John Secker wrote:
> In article <3FCE2F0E.2060305@[EMAIL PROTECTED]
>, sergio
> <senza_nome2001@[EMAIL PROTECTED]
> writes
>
>>> A "terrorist" is technically someone who attacks civilian targets in
>>> order to spread mass fear. That wouldn't include most of the Chechen
>>> fighters.
>>
>>
>>
>> oh really? how do you call people that take civilians as hostages in
>> hospitals, schools, buses and so on and murder them or simply
destroyed
>> entire buildings and so on?
>>
> You call them terrorists, of course. How does this address what he
> wrote? He said that most of the Chechen fighters do not fall into this
> category - because they are attacking the Russian armed forces.
oh yes ,
Someone like this guerrilla fighters right?
36 Killed in Train Blast Near Chechnya
Bomb Tears Through Commuter Train Near Chechnya, Killing 36; Authorities
Suspect Terrorism
The Associated Press
ROSTOV-ON-DON, Russia Dec. 5 -- A bomb tore through a commuter train
Friday near the separatist region of Chechnya, killing 36 people and
wounding scores of others in an attack that President Vladimir Putin
said was intended to disrupt this weekend's parliamentary elections.
Authorities said a male suicide bomber triggered the explosion and three
other attackers all women also were involved. At least two of the women
may have jumped from the train before the blast.

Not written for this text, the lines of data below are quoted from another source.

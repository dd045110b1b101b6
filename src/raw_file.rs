use std::path::{Path, PathBuf};

use memmap2::Mmap;
use tracing::{debug, warn};
use winnow::Parser;

use crate::error::{EchoError, Result};
use crate::parser::{encode_datagram, parse_datagram, parse_raw_header};
use crate::types::header::{RAW_MAGIC, RAW_VERSION};
use crate::types::{Channel, Ping, PingDatagram, RawHeader, Segment, SegmentKind};
use crate::utils::file_utils::read_binary_file_mmap;

/// A memory-mapped raw datagram file
pub struct RawFile {
    pub path: PathBuf,
    pub header: RawHeader,
    mmap_data: Mmap,
    data_start: usize,
}

impl RawFile {
    pub fn open(path: impl AsRef<Path>) -> Result<Self> {
        let path = path.as_ref();
        let mmap_data = read_binary_file_mmap(path)?;
        let mut input: &[u8] = &mmap_data;
        let header = parse_raw_header
            .parse_next(&mut input)
            .map_err(|e| EchoError::format(path, format!("failed to parse header: {e}")))?;
        let data_start = mmap_data.len() - input.len();
        Ok(Self {
            path: path.to_path_buf(),
            header,
            mmap_data,
            data_start,
        })
    }

    pub fn channels(&self) -> Vec<Channel> {
        self.header.channels.iter().map(|c| c.channel.clone()).collect()
    }

    /// Every datagram in file order.
    pub fn datagrams(&self) -> Result<Vec<PingDatagram>> {
        let mut input = &self.mmap_data[self.data_start..];
        let mut datagrams = Vec::new();
        while !input.is_empty() {
            let offset = self.mmap_data.len() - input.len();
            let datagram = parse_datagram(&mut input).map_err(|e| {
                EchoError::format(&self.path, format!("bad datagram at byte {offset}: {e}"))
            })?;
            if datagram.channel_index as usize >= self.header.channels.len() {
                return Err(EchoError::format(
                    &self.path,
                    format!(
                        "datagram at byte {offset} refers to channel {} of {}",
                        datagram.channel_index,
                        self.header.channels.len()
                    ),
                ));
            }
            datagrams.push(datagram);
        }
        Ok(datagrams)
    }

    /// Groups datagrams into pings: consecutive datagrams sharing a timestamp
    /// form one ping, one datagram per channel.
    pub fn pings(&self) -> Result<Vec<Ping>> {
        let channel_count = self.header.channels.len();
        let mut pings: Vec<Ping> = Vec::new();
        let mut seen = vec![false; channel_count];

        for datagram in self.datagrams()? {
            let c = datagram.channel_index as usize;
            let starts_new = match pings.last() {
                Some(ping) => ping.timestamp != datagram.timestamp || seen[c],
                None => true,
            };
            if starts_new {
                seen.iter_mut().for_each(|s| *s = false);
                pings.push(
                    Ping::builder()
                        .timestamp(datagram.timestamp)
                        .latitude(datagram.latitude)
                        .longitude(datagram.longitude)
                        .values(vec![Vec::new(); channel_count])
                        .build(),
                );
            }
            seen[c] = true;
            if let Some(ping) = pings.last_mut() {
                ping.values[c] = datagram.power_db().collect();
            }
        }
        Ok(pings)
    }

    /// Converts the whole file into a power segment. Missing samples are NaN.
    pub fn to_segment(&self) -> Result<Segment> {
        let pings = self.pings()?;
        let intervals: Vec<f32> = self.header.channels.iter().map(|c| c.sample_interval).collect();
        let sample_interval = intervals.first().copied().unwrap_or(0.0) as f64;
        if intervals.iter().any(|&i| (i as f64 - sample_interval).abs() > f64::EPSILON) {
            warn!(path = %self.path.display(), ?intervals, "channels disagree on sample interval, using the first");
        }

        let mut segment = Segment::from_pings(SegmentKind::Power, self.channels(), &pings, None)?;
        segment.sample_interval = sample_interval;
        debug!(path = %self.path.display(), pings = segment.len(), "decoded raw file");
        Ok(segment)
    }
}

/// Serialises a raw file; the inverse of `RawFile::open` + `datagrams`.
pub fn encode_raw(header: &RawHeader, datagrams: &[PingDatagram]) -> Vec<u8> {
    let mut out = RAW_MAGIC.to_vec();
    out.extend(RAW_VERSION.to_le_bytes());
    out.extend((header.channels.len() as u16).to_le_bytes());
    for raw in &header.channels {
        let id = raw.channel.id.as_bytes();
        out.extend((id.len() as u16).to_le_bytes());
        out.extend_from_slice(id);
        out.extend((raw.channel.frequency_hz as f32).to_le_bytes());
        out.extend(raw.sample_interval.to_le_bytes());
    }
    for datagram in datagrams {
        encode_datagram(datagram, &mut out);
    }
    out
}

#[cfg(test)]
mod tests {
    use super::*;
    use crate::types::RawChannel;
    use crate::types::ping::POWER_COUNT_TO_DB;
    use approx::assert_relative_eq;
    use std::fs;

    fn header() -> RawHeader {
        let channel = |id: &str, f: f64| {
            RawChannel::builder()
                .channel(Channel::builder().id(id).frequency_hz(f).build())
                .sample_interval(0.000256)
                .build()
        };
        RawHeader::builder()
            .version(RAW_VERSION)
            .channels(vec![channel("ES38", 38_000.0), channel("ES200", 200_000.0)])
            .build()
    }

    fn datagram(t: i64, channel: u16, power: Vec<i16>) -> PingDatagram {
        PingDatagram::builder()
            .timestamp(t)
            .latitude(36.0)
            .longitude(-122.0)
            .channel_index(channel)
            .power(power)
            .build()
    }

    #[test]
    fn groups_datagrams_into_pings() {
        let dir = tempfile::tempdir().unwrap();
        let path = dir.path().join("D1-T1.raw");
        let datagrams = vec![
            datagram(100, 0, vec![256, 512, 768]),
            datagram(100, 1, vec![256]),
            datagram(200, 0, vec![0, 0, 0]),
        ];
        fs::write(&path, encode_raw(&header(), &datagrams)).unwrap();

        let segment = RawFile::open(&path).unwrap().to_segment().unwrap();
        assert_eq!(segment.kind, SegmentKind::Power);
        assert_eq!(segment.ping_time, vec![100, 200]);
        assert_eq!(segment.values.dim(), (2, 2, 3));
        assert_relative_eq!(segment.values[[0, 0, 1]], 512.0 * POWER_COUNT_TO_DB);
        assert!(segment.values[[0, 1, 1]].is_nan());
        assert!(segment.values[[1, 1, 0]].is_nan());
        assert_relative_eq!(segment.sample_interval, 0.000256, epsilon = 1e-9);
    }

    #[test]
    fn bad_channel_index_is_format_error() {
        let dir = tempfile::tempdir().unwrap();
        let path = dir.path().join("bad.raw");
        fs::write(&path, encode_raw(&header(), &[datagram(1, 5, vec![1])])).unwrap();
        let err = RawFile::open(&path).unwrap().to_segment().unwrap_err();
        assert!(matches!(err, EchoError::Format { .. }));
    }

    #[test]
    fn truncated_datagram_is_format_error() {
        let dir = tempfile::tempdir().unwrap();
        let path = dir.path().join("short.raw");
        let mut bytes = encode_raw(&header(), &[datagram(1, 0, vec![1, 2])]);
        bytes.pop();
        fs::write(&path, bytes).unwrap();
        assert!(matches!(RawFile::open(&path).unwrap().datagrams(), Err(EchoError::Format { .. })));
    }
}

The rebel Chechen government denied it was responsible for the blast,
the second fatal attack on the rail line near the breakaway republic
since September.
The 8 a.m. explosion ripped open the side of train as it approached a
station near Yessentuki, about 750 miles south of Moscow, hurling
passengers to the ground. Others were trapped under a mound of twisted,
burning wreckage for hours.
At least 148 wounded were hospitalized, and another 29 suffered only
slight injuries, said Maj. Gen. Nikolai Lityuk of the Emergency
Situations Ministry.
Authorities found undetonated grenades still strapped to the legs of a
male suicide attacker, the Interfax news agency quoted Nikolai
Patrushev, head of the Federal Security Service, as saying. Experts
gingerly entered the wreckage to remove the explosives and later
detonated them, Russian television re****ted.
Patrushev said two women jumped from the train just before the
explosion, Interfax re****ted. The male suicide bomber has not been
identified. Patrushev did not say what happened to the third alleged
female attacker.
They also found the remnants of a bag believed to have carried the bomb,
the security agency said. The device was estimated to have the force of
22 pounds of TNT, said Vladimir Rudyak, a spokesman for the local
prosecutor's office, and blew one of the train cars onto its side.
It was not known if the death toll of 36 included the male attacker.
Putin called the attack "an attempt to destabilize the situation in the
country on the eve of parliamentary elections" on Sunday.
"The international terrorism that has challenged many countries
continues to represent a serious threat for our country," Putin said.
"It is a ruthless, serious, treacherous enemy. Innocent people suffer
from their activity."
The rebel Chechen government led by President Aslan Maskhadov issued a
statement denying its involvement.
"We repeat that the Chechen government is guided by the principles of
international humanitarian law," the statement said. "We therefore
condemn any acts of violence that directly or indirectly target the
civilian population anywhere in the world."
The rush-hour attack seemed calculated to kill and injure a large number
of people, and local health officials said the train was carrying a
large number of students from schools and universities.
Hours after the blast, firefighters continued to pull dead from beneath
the carriage.
"We will find those who did it, " Interior Minister Boris Gryzlov said,
according to the Interfax news agency. "The earth will be burning under
their feet."
Six people were killed in two blasts on the same train line in
September. No group claimed responsibility for those attacks.
A series of suicide bombings and other attacks have rocked the region in
and around Chechnya and Moscow this year.
In June, a female suicide attacker detonated a bomb near a bus carrying
soldiers and civilians to work at a military airfield near Mozdok, the
headquarters for Russian troops in the Caucasus region, killing at least
16 people. A month earlier, a suicide truck-bombing in Chechnya killed
72 people and a woman blew herself up at a religious ceremony, killing
at least 18 people.
A double suicide bombing at a rock concert in Moscow on July 5 killed
the female attackers and 15 other people. Soon after that, bomb experts
said a woman from Chechnya left an explosive on a Moscow street that
killed a bomb disposal expert.
In October 2002, Chechen rebels seized a Moscow theater for nearly three
days before Russian authorities ended the siege by spraying a powerful
gas in the building. More than 120 of the 800 hostages were killed.
Russian forces have been bogged down in Chechnya since 1999, when they
returned following rebel raids on a neighboring Russian region. Earlier,
they fought an unsuccessful 1994-96 war against separatists that ended
in de facto independence for the region.